GLASGOW, Scotland — The United States and 20 other countries announced Thursday that starting next year they would stop spending tax dollars to support international fossil fuel projects, a move the group said would divert $18 billion a year toward clean energy. The pledge comes just a day after even more nations agreed to restrict public financing for coal power.

The decision to curb public spending on fossil fuels — which came as negotiations were underway at a major U.N. climate conference in Glasgow — will further restrict investments in drilling, power plants and other projects by international development banks and other publicly funded institutions.

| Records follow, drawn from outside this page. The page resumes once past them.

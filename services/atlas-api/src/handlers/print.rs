//! GetPrint handler.
//!
//! Orchestrates a print request end to end: resolve the project, validate
//! the parameters, hand an export job to the layout engine on a blocking
//! thread, then read the artifact back and delete it.

use std::path::{Path, PathBuf};
use std::sync::Arc;

use axum::response::Response;
use bytes::Bytes;
use tracing::{error, info, warn};
use uuid::Uuid;

use atlas_common::error::{AtlasError, AtlasResult};
use atlas_protocol::{resolve_print, validate_print_params, RequestParams, ResolvedPrint};
use layout_engine::export::ExportJob;
use layout_engine::{scales, OutputFormat, Project};

use super::common;
use crate::metrics::Timer;
use crate::sanitize::sanitize_layout_name;
use crate::state::AppState;

/// Answer a GetPrint request with the rendered artifact or an error payload.
pub async fn get_print(state: Arc<AppState>, params: &RequestParams, request_id: Uuid) -> Response {
    state.metrics.record_print_request();

    match print_layout(&state, params).await {
        Ok((format, bytes)) => {
            info!(
                request_id = %request_id,
                format = format.extension(),
                size = bytes.len(),
                "Print complete"
            );
            common::artifact_response(format.content_type(), bytes)
        }
        Err(err) if err.is_user_error() => {
            warn!(request_id = %request_id, error = %err, "Print request rejected");
            common::atlas_error_response(&err, request_id)
        }
        Err(err) => {
            error!(request_id = %request_id, error = %err, "Print request failed");
            state.metrics.record_print_error();
            common::atlas_error_response(&err, request_id)
        }
    }
}

async fn print_layout(
    state: &Arc<AppState>,
    params: &RequestParams,
) -> AtlasResult<(OutputFormat, Bytes)> {
    let project = state.projects.resolve(params.get_nonempty("MAP"))?;
    let print_params = validate_print_params(params)?;
    let resolved = resolve_print(project.as_ref(), print_params, state.config.pk_policy)?;

    let format = resolved.params.format;
    let file_name = format!(
        "{}_{}.{}",
        sanitize_layout_name(&resolved.layout.name),
        Uuid::new_v4(),
        format.extension()
    );
    let output_path = state.config.export_dir.join(&file_name);
    let job = build_job(project.as_ref(), &resolved, output_path.clone());

    info!(
        layout = %resolved.layout.name,
        format = format.extension(),
        filter = resolved.filter.as_deref().unwrap_or(""),
        "Starting export"
    );

    // Engine exports are synchronous and can take seconds. Keep them off
    // the async worker threads.
    let timer = Timer::start();
    let task_project = Arc::clone(project);
    let status = tokio::task::spawn_blocking(move || task_project.export(&job))
        .await
        .map_err(|e| AtlasError::Internal(format!("Export task panicked: {}", e)))?
        .map_err(|e| AtlasError::Internal(e.to_string()))?;
    state.metrics.record_export_duration(timer.elapsed_us());

    if !status.is_success() {
        // A failed export may still have written a partial file.
        let _ = std::fs::remove_file(&output_path);
        return Err(AtlasError::ExportFailed(status.description().to_string()));
    }

    read_artifact(&output_path, &file_name).map(|bytes| (format, bytes))
}

fn build_job(project: &dyn Project, resolved: &ResolvedPrint, output_path: PathBuf) -> ExportJob {
    let mut job = ExportJob::new(
        resolved.layout.name.clone(),
        resolved.params.format,
        output_path,
    );
    job.filter = resolved.filter.clone();
    job.text_substitutions = resolved.params.substitutions.clone();

    // Reports have no map to scale.
    if !resolved.layout.is_report() {
        job.fixed_scale = resolved.params.fixed_scale;
        job.predefined_scales = predefined_scales(project, resolved);
    }
    job
}

/// SCALES from the request wins outright. Without it, layouts that rely on
/// predefined scaling fall back to the project's list, then to the built-in
/// defaults.
fn predefined_scales(project: &dyn Project, resolved: &ResolvedPrint) -> Option<Vec<f64>> {
    if let Some(requested) = &resolved.params.scales {
        return Some(requested.iter().map(|s| *s as f64).collect());
    }
    if resolved.layout.uses_predefined_scales {
        let list = project
            .predefined_scales()
            .map(<[f64]>::to_vec)
            .unwrap_or_else(scales::default_scales);
        return Some(list);
    }
    None
}

/// Read the artifact and delete it. Deletion happens whether or not the
/// read worked; nothing may accumulate in the export directory.
fn read_artifact(path: &Path, file_name: &str) -> AtlasResult<Bytes> {
    let result = std::fs::read(path);
    if let Err(e) = std::fs::remove_file(path) {
        if e.kind() != std::io::ErrorKind::NotFound {
            warn!(path = %path.display(), error = %e, "Failed to remove export artifact");
        }
    }
    match result {
        Ok(data) => Ok(Bytes::from(data)),
        Err(e) if e.kind() == std::io::ErrorKind::NotFound => {
            Err(AtlasError::ArtifactMissing(file_name.to_string()))
        }
        Err(e) => Err(e.into()),
    }
}

// ============================================================================
// Tests
// ============================================================================
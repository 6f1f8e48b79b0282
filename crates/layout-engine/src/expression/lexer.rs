//! Tokenizer for the filter expression grammar.

use super::ParseError;

/// A token and the byte range it occupies in the source text.
#[derive(Debug, Clone, PartialEq)]
pub struct SpannedToken {
    pub token: Token,
    pub start: usize,
    pub end: usize,
}

#[derive(Debug, Clone, PartialEq)]
pub enum Token {
    Number(f64),
    /// Single quoted string constant, unescaped.
    String(String),
    /// Bare column or function name.
    Identifier(String),
    /// Double quoted column reference, unescaped.
    QuotedIdentifier(String),
    /// `$name` special variable.
    Variable(String),

    // Keywords
    And,
    Or,
    Not,
    In,
    Is,
    Like,
    ILike,
    Null,
    True,
    False,

    // Operators and punctuation
    Eq,
    NotEq,
    Lt,
    LtEq,
    Gt,
    GtEq,
    Plus,
    Minus,
    Star,
    Slash,
    Percent,
    Concat,
    LeftParen,
    RightParen,
    Comma,
}

impl Token {
    /// How the token reads in a syntax error message.
    pub(crate) fn describe(&self) -> String {
        match self {
            Token::Number(_) => "number".to_string(),
            Token::String(_) => "string constant".to_string(),
            Token::Identifier(name) => format!("'{}'", name),
            Token::QuotedIdentifier(name) => format!("\"{}\"", name),
            Token::Variable(name) => format!("'${}'", name),
            Token::And => "AND".to_string(),
            Token::Or => "OR".to_string(),
            Token::Not => "NOT".to_string(),
            Token::In => "IN".to_string(),
            Token::Is => "IS".to_string(),
            Token::Like => "LIKE".to_string(),
            Token::ILike => "ILIKE".to_string(),
            Token::Null => "NULL".to_string(),
            Token::True => "TRUE".to_string(),
            Token::False => "FALSE".to_string(),
            Token::Eq => "'='".to_string(),
            Token::NotEq => "'<>'".to_string(),
            Token::Lt => "'<'".to_string(),
            Token::LtEq => "'<='".to_string(),
            Token::Gt => "'>'".to_string(),
            Token::GtEq => "'>='".to_string(),
            Token::Plus => "'+'".to_string(),
            Token::Minus => "'-'".to_string(),
            Token::Star => "'*'".to_string(),
            Token::Slash => "'/'".to_string(),
            Token::Percent => "'%'".to_string(),
            Token::Concat => "'||'".to_string(),
            Token::LeftParen => "'('".to_string(),
            Token::RightParen => "')'".to_string(),
            Token::Comma => "','".to_string(),
        }
    }
}

fn keyword(word: &str) -> Option<Token> {
    match word.to_ascii_uppercase().as_str() {
        "AND" => Some(Token::And),
        "OR" => Some(Token::Or),
        "NOT" => Some(Token::Not),
        "IN" => Some(Token::In),
        "IS" => Some(Token::Is),
        "LIKE" => Some(Token::Like),
        "ILIKE" => Some(Token::ILike),
        "NULL" => Some(Token::Null),
        "TRUE" => Some(Token::True),
        "FALSE" => Some(Token::False),
        _ => None,
    }
}

/// Tokenize an expression, keeping byte spans for every token.
pub fn lex(input: &str) -> Result<Vec<SpannedToken>, ParseError> {
    let bytes = input.as_bytes();
    let mut tokens = Vec::new();
    let mut pos = 0;

    while pos < bytes.len() {
        let Some(c) = input[pos..].chars().next() else {
            break;
        };

        if c.is_ascii_whitespace() {
            pos += 1;
            continue;
        }

        let start = pos;
        let token = match c {
            '0'..='9' => lex_number(input, &mut pos)?,
            '.' if pos + 1 < bytes.len() && bytes[pos + 1].is_ascii_digit() => {
                lex_number(input, &mut pos)?
            }
            '\'' => lex_string(input, &mut pos)?,
            '"' => lex_quoted_identifier(input, &mut pos)?,
            '$' => {
                pos += 1;
                let name = lex_word(input, &mut pos);
                if name.is_empty() {
                    return Err(ParseError::new("unexpected character '$'", start));
                }
                Token::Variable(name)
            }
            'a'..='z' | 'A'..='Z' | '_' => {
                let word = lex_word(input, &mut pos);
                keyword(&word).unwrap_or(Token::Identifier(word))
            }
            '=' => {
                pos += 1;
                Token::Eq
            }
            '!' => {
                if bytes.get(pos + 1) == Some(&b'=') {
                    pos += 2;
                    Token::NotEq
                } else {
                    return Err(ParseError::new("unexpected character '!'", start));
                }
            }
            '<' => match bytes.get(pos + 1) {
                Some(b'=') => {
                    pos += 2;
                    Token::LtEq
                }
                Some(b'>') => {
                    pos += 2;
                    Token::NotEq
                }
                _ => {
                    pos += 1;
                    Token::Lt
                }
            },
            '>' => {
                if bytes.get(pos + 1) == Some(&b'=') {
                    pos += 2;
                    Token::GtEq
                } else {
                    pos += 1;
                    Token::Gt
                }
            }
            '|' => {
                if bytes.get(pos + 1) == Some(&b'|') {
                    pos += 2;
                    Token::Concat
                } else {
                    return Err(ParseError::new("unexpected character '|'", start));
                }
            }
            '+' => {
                pos += 1;
                Token::Plus
            }
            '-' => {
                pos += 1;
                Token::Minus
            }
            '*' => {
                pos += 1;
                Token::Star
            }
            '/' => {
                pos += 1;
                Token::Slash
            }
            '%' => {
                pos += 1;
                Token::Percent
            }
            '(' => {
                pos += 1;
                Token::LeftParen
            }
            ')' => {
                pos += 1;
                Token::RightParen
            }
            ',' => {
                pos += 1;
                Token::Comma
            }
            other => {
                return Err(ParseError::new(
                    format!("unexpected character '{}'", other),
                    start,
                ));
            }
        };

        tokens.push(SpannedToken {
            token,
            start,
            end: pos,
        });
    }

    Ok(tokens)
}

fn lex_word(input: &str, pos: &mut usize) -> String {
    let bytes = input.as_bytes();
    let start = *pos;
    while *pos < bytes.len() && (bytes[*pos].is_ascii_alphanumeric() || bytes[*pos] == b'_') {
        *pos += 1;
    }
    input[start..*pos].to_string()
}

fn lex_number(input: &str, pos: &mut usize) -> Result<Token, ParseError> {
    let bytes = input.as_bytes();
    let start = *pos;
    while *pos < bytes.len() && bytes[*pos].is_ascii_digit() {
        *pos += 1;
    }
    if *pos < bytes.len() && bytes[*pos] == b'.' {
        *pos += 1;
        while *pos < bytes.len() && bytes[*pos].is_ascii_digit() {
            *pos += 1;
        }
    }
    if *pos < bytes.len() && (bytes[*pos] == b'e' || bytes[*pos] == b'E') {
        let mut lookahead = *pos + 1;
        if lookahead < bytes.len() && (bytes[lookahead] == b'+' || bytes[lookahead] == b'-') {
            lookahead += 1;
        }
        if lookahead < bytes.len() && bytes[lookahead].is_ascii_digit() {
            *pos = lookahead;
            while *pos < bytes.len() && bytes[*pos].is_ascii_digit() {
                *pos += 1;
            }
        }
    }
    let value: f64 = input[start..*pos]
        .parse()
        .map_err(|_| ParseError::new(format!("invalid number '{}'", &input[start..*pos]), start))?;
    Ok(Token::Number(value))
}

/// Single quoted string, with `''` as the escape for a quote.
fn lex_string(input: &str, pos: &mut usize) -> Result<Token, ParseError> {
    let bytes = input.as_bytes();
    let start = *pos;
    *pos += 1;
    let mut value = String::new();
    loop {
        match bytes.get(*pos) {
            None => return Err(ParseError::new("unterminated string constant", start)),
            Some(b'\'') => {
                if bytes.get(*pos + 1) == Some(&b'\'') {
                    value.push('\'');
                    *pos += 2;
                } else {
                    *pos += 1;
                    return Ok(Token::String(value));
                }
            }
            Some(_) => {
                let c = input[*pos..].chars().next().unwrap_or('\0');
                value.push(c);
                *pos += c.len_utf8();
            }
        }
    }
}

/// Double quoted column reference, with `""` as the escape for a quote.
fn lex_quoted_identifier(input: &str, pos: &mut usize) -> Result<Token, ParseError> {
    let bytes = input.as_bytes();
    let start = *pos;
    *pos += 1;
    let mut value = String::new();
    loop {
        match bytes.get(*pos) {
            None => return Err(ParseError::new("unterminated quoted identifier", start)),
            Some(b'"') => {
                if bytes.get(*pos + 1) == Some(&b'"') {
                    value.push('"');
                    *pos += 2;
                } else {
                    *pos += 1;
                    return Ok(Token::QuotedIdentifier(value));
                }
            }
            Some(_) => {
                let c = input[*pos..].chars().next().unwrap_or('\0');
                value.push(c);
                *pos += c.len_utf8();
            }
        }
    }
}

// ============================================================================
// Tests
// ============================================================================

“The presumption has to be that direct finance and public finance towards energy in developing countries around the world has to be in the clean and green area,” John Morton, climate counselor for the U.S. Treasury Department, said at the announcement of the initiative on Thursday.

The new measures are the latest of several new targets that the International Energy Agency said could meaningfully alter the trajectory of global warming. The IEA’s executive director Fatih Birol said Thursday that if the new targets “are met in full and on time, they would be enough to hold the rise in global temperatures to 1.8 degrees Celsius [2.7 degrees Fahrenheit] by the end of the century.”

That marks an improvement in the agency’s normally glum assessments, and Birol called it a “landmark moment.” The IEA director credited measures taken since mid-October, including Indian Prime Minister Narendra Modi strengthening of the country’s 2030 targets, its pledge to hit net zero emissions by 2070, and the pledge by several other large economies to reach net zero emissions. Birol also said that another key factor was that more than 100 countries had promised to cut emissions of methane 30 percent by 2030.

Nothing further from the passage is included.